**DATA FOR ANALYSIS**
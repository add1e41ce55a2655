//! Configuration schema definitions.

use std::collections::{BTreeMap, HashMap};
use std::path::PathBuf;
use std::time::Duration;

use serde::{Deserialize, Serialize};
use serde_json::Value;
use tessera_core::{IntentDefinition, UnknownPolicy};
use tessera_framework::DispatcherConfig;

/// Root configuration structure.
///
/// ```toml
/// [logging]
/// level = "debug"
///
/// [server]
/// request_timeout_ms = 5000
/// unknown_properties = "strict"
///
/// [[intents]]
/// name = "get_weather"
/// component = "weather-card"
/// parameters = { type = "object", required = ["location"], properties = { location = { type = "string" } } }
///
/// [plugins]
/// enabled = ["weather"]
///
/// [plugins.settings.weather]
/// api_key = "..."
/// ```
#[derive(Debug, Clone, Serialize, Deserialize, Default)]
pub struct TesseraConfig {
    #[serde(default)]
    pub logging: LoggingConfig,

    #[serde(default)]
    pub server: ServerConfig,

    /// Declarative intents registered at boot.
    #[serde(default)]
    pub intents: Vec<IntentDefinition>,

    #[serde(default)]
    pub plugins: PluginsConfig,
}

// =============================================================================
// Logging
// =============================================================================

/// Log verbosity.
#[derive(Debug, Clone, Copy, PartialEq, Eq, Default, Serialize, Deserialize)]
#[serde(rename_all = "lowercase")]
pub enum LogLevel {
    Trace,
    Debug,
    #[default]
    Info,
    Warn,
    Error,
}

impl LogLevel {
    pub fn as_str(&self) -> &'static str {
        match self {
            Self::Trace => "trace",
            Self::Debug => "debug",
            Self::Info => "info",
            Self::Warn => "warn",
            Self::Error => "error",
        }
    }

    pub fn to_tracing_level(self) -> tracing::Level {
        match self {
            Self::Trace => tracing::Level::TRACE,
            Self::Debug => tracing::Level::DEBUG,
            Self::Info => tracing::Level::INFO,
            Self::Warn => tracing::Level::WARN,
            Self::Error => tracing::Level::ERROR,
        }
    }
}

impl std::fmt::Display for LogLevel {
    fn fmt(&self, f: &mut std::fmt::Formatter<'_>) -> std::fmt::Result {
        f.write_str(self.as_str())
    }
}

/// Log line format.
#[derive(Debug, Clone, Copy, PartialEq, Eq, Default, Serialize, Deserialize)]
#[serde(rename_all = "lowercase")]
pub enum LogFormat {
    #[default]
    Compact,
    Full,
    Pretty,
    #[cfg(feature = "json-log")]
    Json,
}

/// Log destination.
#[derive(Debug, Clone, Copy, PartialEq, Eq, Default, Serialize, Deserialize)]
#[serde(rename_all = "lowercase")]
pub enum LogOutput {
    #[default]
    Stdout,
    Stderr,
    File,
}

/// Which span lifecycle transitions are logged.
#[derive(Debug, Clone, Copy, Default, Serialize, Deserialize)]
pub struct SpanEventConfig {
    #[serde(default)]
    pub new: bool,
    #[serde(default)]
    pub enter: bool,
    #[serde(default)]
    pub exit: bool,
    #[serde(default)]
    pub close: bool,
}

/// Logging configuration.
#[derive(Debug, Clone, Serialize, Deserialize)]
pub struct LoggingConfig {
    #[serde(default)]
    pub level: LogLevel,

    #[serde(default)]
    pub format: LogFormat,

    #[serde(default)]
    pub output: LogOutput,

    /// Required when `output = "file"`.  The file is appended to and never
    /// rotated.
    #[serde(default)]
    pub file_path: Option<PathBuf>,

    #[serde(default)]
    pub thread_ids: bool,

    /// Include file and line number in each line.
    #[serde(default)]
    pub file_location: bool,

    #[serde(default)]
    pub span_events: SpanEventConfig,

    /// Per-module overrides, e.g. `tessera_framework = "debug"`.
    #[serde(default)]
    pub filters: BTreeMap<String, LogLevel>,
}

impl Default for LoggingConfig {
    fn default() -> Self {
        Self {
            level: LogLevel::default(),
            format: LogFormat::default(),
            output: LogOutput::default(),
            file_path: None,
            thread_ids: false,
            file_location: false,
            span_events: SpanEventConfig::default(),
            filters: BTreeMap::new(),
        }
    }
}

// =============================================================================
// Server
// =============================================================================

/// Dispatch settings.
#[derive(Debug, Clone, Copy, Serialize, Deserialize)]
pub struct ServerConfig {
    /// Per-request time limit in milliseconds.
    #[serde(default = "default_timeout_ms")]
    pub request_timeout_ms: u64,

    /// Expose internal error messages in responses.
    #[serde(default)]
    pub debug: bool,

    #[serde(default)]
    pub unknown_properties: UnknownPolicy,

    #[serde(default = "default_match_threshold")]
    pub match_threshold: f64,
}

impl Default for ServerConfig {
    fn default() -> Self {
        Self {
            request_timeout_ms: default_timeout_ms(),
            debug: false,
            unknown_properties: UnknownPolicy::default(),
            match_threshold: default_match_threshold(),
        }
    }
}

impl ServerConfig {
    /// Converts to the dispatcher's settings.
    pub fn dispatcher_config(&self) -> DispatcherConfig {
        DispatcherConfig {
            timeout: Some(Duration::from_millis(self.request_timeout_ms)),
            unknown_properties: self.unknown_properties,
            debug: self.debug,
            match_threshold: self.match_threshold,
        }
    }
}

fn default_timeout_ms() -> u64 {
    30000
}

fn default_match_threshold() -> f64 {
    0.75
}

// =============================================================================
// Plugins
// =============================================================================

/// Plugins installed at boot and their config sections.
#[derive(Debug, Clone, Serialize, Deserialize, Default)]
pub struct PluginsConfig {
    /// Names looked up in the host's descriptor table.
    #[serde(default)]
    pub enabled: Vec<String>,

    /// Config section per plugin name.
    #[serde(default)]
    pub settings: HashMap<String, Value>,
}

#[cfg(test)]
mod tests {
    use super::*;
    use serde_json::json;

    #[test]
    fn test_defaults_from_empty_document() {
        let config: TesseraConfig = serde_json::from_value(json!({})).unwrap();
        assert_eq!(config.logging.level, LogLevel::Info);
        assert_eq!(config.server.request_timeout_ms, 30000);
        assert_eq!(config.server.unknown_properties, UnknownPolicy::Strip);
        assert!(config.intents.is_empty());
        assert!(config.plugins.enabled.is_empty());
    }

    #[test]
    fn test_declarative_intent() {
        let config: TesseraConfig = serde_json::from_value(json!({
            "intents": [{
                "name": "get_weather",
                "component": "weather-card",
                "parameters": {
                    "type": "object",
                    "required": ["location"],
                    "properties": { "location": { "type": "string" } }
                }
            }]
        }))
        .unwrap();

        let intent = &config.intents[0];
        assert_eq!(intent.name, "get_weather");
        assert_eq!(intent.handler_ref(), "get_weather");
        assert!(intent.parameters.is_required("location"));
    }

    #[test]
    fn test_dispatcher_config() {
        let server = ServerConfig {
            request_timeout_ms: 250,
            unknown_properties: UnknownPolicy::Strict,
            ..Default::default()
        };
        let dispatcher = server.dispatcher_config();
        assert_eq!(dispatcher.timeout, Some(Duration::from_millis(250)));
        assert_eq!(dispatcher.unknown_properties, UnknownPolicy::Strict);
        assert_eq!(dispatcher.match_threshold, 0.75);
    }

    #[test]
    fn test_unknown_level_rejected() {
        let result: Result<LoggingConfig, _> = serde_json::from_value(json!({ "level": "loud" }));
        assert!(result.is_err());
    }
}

* * *

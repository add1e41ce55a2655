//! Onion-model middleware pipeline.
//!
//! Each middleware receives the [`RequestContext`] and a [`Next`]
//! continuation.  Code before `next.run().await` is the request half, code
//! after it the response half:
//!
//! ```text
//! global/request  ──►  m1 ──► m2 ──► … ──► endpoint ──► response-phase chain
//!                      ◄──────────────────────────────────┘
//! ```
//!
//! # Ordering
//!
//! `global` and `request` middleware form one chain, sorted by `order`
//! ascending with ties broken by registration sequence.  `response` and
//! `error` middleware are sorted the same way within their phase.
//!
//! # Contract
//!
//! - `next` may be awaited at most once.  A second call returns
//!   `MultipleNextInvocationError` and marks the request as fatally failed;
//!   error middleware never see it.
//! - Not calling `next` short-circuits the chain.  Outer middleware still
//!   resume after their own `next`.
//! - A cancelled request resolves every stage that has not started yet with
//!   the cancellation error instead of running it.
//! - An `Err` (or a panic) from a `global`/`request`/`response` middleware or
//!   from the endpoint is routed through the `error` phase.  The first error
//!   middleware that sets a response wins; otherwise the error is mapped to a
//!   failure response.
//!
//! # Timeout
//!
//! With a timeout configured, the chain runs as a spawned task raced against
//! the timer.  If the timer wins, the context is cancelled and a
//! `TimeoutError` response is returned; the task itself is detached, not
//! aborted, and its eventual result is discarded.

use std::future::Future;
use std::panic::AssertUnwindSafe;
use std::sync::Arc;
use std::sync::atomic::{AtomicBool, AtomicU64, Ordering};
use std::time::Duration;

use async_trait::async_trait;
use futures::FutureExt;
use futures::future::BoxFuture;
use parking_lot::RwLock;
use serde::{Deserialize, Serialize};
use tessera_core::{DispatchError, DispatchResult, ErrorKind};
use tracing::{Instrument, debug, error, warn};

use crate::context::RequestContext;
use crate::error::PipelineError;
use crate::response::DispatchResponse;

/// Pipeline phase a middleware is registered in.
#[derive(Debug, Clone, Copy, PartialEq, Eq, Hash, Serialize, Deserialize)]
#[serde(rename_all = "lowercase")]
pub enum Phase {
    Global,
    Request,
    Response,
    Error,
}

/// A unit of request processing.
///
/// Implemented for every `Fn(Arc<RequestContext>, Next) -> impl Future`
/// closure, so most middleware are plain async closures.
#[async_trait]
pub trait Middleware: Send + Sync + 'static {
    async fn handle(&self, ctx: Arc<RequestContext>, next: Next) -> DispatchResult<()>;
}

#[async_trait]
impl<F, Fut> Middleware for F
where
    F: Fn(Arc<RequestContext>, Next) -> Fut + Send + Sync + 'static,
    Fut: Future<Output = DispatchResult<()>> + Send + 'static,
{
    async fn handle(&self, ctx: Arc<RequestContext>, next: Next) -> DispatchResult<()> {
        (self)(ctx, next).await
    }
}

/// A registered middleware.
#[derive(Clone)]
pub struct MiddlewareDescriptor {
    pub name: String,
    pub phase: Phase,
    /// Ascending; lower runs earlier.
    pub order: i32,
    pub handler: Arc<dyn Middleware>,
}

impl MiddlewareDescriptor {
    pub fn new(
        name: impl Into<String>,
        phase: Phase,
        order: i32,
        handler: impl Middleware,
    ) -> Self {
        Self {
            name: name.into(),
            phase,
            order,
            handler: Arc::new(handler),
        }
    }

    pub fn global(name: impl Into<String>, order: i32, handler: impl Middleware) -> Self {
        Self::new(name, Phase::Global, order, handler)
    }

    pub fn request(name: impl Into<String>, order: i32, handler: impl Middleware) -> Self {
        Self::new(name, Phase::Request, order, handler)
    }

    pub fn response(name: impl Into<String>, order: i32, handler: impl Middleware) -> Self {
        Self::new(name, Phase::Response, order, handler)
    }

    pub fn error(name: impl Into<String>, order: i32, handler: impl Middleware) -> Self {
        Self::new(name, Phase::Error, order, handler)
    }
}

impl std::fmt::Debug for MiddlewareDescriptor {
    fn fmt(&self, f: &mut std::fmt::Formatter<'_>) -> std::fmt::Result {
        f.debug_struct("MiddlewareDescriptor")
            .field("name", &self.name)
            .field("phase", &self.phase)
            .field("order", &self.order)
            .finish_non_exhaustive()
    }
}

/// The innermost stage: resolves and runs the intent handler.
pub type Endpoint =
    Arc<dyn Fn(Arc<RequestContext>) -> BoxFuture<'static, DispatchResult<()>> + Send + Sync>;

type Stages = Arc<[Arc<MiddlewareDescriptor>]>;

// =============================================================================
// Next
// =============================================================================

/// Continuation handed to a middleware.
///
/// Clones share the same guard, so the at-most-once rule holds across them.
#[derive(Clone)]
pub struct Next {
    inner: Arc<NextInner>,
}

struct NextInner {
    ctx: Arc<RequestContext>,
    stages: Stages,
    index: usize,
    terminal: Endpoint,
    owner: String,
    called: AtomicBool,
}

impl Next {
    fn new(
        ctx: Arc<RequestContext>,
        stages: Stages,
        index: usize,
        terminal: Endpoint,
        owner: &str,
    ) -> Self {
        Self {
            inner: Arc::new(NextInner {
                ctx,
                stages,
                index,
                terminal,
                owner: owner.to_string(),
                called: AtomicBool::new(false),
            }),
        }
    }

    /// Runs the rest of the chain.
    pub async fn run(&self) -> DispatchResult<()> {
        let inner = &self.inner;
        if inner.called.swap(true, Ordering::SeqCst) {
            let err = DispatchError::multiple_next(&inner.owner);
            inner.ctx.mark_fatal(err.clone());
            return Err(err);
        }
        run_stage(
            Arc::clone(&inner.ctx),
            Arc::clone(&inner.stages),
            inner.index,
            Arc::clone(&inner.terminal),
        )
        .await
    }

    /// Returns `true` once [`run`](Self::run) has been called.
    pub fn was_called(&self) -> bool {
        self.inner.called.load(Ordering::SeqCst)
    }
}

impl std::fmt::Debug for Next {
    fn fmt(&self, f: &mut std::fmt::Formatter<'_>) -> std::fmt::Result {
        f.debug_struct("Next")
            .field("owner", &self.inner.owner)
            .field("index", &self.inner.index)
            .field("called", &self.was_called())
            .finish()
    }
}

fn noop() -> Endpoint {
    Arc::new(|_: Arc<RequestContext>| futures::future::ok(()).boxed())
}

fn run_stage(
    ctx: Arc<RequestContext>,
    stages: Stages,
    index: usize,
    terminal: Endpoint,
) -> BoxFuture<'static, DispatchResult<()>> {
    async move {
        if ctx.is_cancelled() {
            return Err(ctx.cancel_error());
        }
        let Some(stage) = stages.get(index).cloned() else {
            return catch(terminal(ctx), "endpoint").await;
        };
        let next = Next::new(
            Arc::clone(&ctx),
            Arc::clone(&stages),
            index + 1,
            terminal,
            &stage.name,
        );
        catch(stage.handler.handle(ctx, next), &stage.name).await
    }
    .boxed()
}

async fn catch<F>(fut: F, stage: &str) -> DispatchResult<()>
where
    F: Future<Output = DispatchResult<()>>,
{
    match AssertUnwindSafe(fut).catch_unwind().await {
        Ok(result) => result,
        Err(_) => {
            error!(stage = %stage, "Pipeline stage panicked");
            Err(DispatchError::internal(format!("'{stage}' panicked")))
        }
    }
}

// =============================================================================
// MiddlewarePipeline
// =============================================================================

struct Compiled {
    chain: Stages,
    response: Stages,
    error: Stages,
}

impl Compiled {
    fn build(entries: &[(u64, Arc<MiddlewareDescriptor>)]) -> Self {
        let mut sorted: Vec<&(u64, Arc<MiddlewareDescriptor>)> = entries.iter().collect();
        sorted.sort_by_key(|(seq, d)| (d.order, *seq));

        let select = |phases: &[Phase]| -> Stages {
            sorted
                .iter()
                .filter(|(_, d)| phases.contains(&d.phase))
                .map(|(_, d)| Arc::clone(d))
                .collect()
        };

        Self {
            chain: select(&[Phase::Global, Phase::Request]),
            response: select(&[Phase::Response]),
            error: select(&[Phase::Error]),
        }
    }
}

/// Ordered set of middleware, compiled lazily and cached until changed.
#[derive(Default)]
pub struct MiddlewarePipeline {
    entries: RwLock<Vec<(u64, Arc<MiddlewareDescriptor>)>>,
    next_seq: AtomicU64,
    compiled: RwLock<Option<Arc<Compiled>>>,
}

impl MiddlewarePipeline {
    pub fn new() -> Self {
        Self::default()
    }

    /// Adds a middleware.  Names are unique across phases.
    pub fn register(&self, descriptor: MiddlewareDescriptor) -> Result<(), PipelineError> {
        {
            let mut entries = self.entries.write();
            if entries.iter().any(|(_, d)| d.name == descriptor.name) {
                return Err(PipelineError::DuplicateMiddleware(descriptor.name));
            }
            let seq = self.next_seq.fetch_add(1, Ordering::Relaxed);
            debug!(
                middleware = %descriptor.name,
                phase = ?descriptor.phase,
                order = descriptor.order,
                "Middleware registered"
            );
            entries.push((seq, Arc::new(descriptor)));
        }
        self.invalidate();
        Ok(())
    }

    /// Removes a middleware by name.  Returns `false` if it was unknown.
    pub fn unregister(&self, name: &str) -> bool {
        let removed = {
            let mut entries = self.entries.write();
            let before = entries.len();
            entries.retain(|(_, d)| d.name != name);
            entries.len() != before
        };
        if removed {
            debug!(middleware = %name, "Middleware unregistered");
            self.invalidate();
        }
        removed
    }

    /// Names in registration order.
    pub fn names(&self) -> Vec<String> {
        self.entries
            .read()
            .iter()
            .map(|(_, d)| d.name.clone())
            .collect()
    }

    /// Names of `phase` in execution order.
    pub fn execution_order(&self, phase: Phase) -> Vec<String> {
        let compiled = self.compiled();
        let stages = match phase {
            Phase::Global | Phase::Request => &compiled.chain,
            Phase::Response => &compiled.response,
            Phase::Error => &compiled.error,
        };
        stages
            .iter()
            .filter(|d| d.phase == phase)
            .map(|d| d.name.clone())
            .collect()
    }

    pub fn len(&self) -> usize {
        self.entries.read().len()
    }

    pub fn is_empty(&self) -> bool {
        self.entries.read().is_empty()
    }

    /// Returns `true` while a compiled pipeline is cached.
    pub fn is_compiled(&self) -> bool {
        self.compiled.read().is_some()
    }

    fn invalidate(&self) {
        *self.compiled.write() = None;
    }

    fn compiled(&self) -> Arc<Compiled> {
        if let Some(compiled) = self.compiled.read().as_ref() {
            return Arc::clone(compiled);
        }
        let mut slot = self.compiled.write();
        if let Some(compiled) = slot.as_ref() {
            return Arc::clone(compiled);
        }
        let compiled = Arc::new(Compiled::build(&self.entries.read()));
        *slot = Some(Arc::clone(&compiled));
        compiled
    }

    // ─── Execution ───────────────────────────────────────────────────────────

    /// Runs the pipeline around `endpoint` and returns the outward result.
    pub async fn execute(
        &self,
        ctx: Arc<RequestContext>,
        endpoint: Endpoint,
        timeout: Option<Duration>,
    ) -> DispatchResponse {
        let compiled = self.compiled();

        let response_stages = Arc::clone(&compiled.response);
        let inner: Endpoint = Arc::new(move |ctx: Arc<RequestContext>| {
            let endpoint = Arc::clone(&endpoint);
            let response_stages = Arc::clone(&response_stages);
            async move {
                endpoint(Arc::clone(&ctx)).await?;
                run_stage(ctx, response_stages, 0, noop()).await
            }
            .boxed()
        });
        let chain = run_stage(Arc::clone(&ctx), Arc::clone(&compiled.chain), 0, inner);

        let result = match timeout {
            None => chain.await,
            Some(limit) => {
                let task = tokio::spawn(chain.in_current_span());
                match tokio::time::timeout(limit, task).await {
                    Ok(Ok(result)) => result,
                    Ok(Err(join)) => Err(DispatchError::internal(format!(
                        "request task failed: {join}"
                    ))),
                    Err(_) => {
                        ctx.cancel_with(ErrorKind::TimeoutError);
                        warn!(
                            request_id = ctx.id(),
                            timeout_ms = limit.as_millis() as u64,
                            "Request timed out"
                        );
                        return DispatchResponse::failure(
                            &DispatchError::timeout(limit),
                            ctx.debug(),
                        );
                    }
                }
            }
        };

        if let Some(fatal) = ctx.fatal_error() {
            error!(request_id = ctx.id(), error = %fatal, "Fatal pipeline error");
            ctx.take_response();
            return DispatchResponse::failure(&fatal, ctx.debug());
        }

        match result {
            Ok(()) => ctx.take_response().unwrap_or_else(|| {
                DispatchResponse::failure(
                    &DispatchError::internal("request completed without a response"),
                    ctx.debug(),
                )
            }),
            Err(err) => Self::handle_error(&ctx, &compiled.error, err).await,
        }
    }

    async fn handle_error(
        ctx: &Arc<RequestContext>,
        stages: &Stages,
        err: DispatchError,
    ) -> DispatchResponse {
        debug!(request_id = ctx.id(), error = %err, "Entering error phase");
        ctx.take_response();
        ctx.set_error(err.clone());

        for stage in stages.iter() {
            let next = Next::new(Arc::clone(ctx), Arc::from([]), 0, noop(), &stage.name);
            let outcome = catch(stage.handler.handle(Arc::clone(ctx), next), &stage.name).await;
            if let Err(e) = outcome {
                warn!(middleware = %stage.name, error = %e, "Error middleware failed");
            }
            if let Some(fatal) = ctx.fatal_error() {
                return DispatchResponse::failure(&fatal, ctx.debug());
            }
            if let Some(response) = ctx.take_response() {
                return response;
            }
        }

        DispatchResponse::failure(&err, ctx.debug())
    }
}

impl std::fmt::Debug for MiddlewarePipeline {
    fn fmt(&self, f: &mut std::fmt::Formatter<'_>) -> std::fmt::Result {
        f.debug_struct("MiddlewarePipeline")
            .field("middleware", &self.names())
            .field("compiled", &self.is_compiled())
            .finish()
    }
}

**EXERCISE REQUIREMENTS**
Filter the entries above and keep only the lines with the word "static".

**OUTPUT OF THE EXERCISE**
    pub fn as_str(&self) -> &'static str {
pub trait Middleware: Send + Sync + 'static {
    F: Fn(Arc<RequestContext>, Next) -> Fut + Send + Sync + 'static,
    Fut: Future<Output = DispatchResult<()>> + Send + 'static,
    Arc<dyn Fn(Arc<RequestContext>) -> BoxFuture<'static, DispatchResult<()>> + Send + Sync>;
) -> BoxFuture<'static, DispatchResult<()>> {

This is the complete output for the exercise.